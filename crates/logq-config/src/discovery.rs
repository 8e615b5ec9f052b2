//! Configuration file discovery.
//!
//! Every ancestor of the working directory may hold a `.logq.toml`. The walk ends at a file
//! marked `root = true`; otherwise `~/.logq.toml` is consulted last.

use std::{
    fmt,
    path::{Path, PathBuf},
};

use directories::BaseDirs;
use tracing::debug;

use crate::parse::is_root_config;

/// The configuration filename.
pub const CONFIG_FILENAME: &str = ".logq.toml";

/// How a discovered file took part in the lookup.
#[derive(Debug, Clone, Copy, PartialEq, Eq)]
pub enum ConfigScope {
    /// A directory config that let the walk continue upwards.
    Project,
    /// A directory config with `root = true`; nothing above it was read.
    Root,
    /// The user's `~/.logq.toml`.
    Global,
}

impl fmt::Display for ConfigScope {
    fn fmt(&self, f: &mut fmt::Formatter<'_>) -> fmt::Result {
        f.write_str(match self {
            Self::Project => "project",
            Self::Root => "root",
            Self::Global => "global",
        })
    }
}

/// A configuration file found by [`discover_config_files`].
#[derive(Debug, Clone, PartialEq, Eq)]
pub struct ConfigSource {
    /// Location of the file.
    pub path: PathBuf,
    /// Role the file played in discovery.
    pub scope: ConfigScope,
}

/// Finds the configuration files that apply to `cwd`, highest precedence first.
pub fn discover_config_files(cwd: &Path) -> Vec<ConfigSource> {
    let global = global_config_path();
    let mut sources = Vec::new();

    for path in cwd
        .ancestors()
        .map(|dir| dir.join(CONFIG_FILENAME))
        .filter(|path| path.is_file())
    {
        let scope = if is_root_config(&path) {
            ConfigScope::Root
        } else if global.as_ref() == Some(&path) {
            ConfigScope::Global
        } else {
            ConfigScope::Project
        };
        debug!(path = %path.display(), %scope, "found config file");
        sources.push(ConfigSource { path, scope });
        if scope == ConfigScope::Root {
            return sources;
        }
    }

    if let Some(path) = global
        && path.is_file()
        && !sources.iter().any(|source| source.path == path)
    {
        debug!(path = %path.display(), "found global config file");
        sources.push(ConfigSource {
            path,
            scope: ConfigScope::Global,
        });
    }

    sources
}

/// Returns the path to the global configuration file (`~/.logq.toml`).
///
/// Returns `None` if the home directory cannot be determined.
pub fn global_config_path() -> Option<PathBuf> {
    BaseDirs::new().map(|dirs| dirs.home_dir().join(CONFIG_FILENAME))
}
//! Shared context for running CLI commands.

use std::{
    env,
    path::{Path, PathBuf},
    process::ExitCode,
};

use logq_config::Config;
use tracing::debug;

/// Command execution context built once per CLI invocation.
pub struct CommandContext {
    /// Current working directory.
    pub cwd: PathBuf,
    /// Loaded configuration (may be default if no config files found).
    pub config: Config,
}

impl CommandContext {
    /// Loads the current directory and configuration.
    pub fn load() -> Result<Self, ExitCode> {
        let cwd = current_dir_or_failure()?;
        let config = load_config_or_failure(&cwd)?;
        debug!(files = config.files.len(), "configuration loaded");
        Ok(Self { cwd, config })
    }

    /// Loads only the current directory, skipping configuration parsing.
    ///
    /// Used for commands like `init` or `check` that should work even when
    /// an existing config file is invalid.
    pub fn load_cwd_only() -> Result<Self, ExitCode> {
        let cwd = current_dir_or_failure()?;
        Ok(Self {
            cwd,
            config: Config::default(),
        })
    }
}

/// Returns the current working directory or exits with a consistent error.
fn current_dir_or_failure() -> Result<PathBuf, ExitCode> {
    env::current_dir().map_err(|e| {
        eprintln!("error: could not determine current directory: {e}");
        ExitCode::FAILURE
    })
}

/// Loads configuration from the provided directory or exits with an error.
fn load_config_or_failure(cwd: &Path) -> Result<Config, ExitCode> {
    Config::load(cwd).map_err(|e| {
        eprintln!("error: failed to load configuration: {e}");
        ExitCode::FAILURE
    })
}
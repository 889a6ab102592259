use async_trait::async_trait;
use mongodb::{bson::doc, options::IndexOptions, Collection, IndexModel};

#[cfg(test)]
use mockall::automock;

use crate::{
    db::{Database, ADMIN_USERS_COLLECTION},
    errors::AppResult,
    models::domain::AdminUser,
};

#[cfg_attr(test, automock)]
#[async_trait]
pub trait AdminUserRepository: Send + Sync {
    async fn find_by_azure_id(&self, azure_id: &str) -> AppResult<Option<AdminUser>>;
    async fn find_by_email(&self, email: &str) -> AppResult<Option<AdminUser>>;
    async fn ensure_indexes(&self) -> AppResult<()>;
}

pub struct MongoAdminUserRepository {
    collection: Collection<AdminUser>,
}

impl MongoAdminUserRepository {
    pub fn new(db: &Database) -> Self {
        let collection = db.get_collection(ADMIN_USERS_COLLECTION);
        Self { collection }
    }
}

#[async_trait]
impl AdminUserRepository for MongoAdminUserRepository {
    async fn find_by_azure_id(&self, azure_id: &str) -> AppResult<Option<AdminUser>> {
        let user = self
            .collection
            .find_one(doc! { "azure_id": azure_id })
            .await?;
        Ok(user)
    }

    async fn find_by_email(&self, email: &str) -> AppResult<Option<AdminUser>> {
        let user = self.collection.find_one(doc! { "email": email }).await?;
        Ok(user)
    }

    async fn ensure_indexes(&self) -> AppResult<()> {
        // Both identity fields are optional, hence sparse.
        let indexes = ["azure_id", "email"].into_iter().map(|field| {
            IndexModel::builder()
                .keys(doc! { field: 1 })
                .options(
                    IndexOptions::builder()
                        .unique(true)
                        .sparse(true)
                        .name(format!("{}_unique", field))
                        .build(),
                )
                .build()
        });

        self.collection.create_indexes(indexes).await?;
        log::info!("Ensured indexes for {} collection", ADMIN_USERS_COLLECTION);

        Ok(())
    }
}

* * *

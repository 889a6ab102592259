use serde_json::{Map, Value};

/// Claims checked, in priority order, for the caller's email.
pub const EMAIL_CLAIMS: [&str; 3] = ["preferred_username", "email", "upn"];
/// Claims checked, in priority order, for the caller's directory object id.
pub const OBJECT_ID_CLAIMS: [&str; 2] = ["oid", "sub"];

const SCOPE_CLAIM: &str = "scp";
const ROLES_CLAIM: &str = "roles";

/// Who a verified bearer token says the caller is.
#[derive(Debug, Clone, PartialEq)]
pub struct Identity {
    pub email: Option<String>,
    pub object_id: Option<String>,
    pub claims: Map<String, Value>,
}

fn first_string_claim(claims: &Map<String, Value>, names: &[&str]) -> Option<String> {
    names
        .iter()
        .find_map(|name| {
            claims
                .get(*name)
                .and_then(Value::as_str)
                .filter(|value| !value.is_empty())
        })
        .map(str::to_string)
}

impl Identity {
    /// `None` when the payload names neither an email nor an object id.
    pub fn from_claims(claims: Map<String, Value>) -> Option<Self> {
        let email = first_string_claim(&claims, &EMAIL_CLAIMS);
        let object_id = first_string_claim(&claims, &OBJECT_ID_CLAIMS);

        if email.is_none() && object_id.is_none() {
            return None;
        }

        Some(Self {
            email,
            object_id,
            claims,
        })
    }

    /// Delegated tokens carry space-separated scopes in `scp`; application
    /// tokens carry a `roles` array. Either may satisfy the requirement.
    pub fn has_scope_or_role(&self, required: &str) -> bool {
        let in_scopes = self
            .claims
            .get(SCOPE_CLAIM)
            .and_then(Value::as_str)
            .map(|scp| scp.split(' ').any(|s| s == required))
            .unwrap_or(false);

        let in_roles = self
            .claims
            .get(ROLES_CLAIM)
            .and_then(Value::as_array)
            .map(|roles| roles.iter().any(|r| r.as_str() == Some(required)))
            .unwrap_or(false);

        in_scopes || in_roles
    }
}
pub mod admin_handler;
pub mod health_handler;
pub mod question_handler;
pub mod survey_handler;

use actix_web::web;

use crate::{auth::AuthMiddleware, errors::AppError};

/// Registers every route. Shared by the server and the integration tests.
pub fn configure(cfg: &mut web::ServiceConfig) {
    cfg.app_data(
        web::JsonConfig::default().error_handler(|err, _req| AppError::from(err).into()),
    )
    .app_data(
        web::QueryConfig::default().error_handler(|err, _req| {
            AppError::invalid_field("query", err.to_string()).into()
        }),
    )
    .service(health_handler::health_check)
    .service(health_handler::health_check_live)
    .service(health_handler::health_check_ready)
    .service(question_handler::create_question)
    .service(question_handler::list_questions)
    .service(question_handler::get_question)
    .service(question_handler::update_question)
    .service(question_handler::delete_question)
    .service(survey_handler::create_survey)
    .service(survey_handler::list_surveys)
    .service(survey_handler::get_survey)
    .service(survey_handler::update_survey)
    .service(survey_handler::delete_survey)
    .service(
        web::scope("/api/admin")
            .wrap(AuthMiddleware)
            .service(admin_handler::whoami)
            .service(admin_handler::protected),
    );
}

WHAT YOU ARE ASKED TO DO:
Going back to the entries above, set down exactly the lines that begin at the one with "filename crates/logq-config/src/discovery.rs" and end at the one with "impl fmt::Display for", both included, and nothing else.

EXERCISE ANSWER:
filename crates/logq-config/src/discovery.rs
repository 8e615b5ec9f052b2
//! Configuration file discovery.
//!
//! Every ancestor of the working directory may hold a `.logq.toml`. The walk ends at a file
//! marked `root = true`; otherwise `~/.logq.toml` is consulted last.

use std::{
    fmt,
    path::{Path, PathBuf},
};

use directories::BaseDirs;
use tracing::debug;

use crate::parse::is_root_config;

/// The configuration filename.
pub const CONFIG_FILENAME: &str = ".logq.toml";

/// How a discovered file took part in the lookup.
#[derive(Debug, Clone, Copy, PartialEq, Eq)]
pub enum ConfigScope {
    /// A directory config that let the walk continue upwards.
    Project,
    /// A directory config with `root = true`; nothing above it was read.
    Root,
    /// The user's `~/.logq.toml`.
    Global,
}

impl fmt::Display for ConfigScope {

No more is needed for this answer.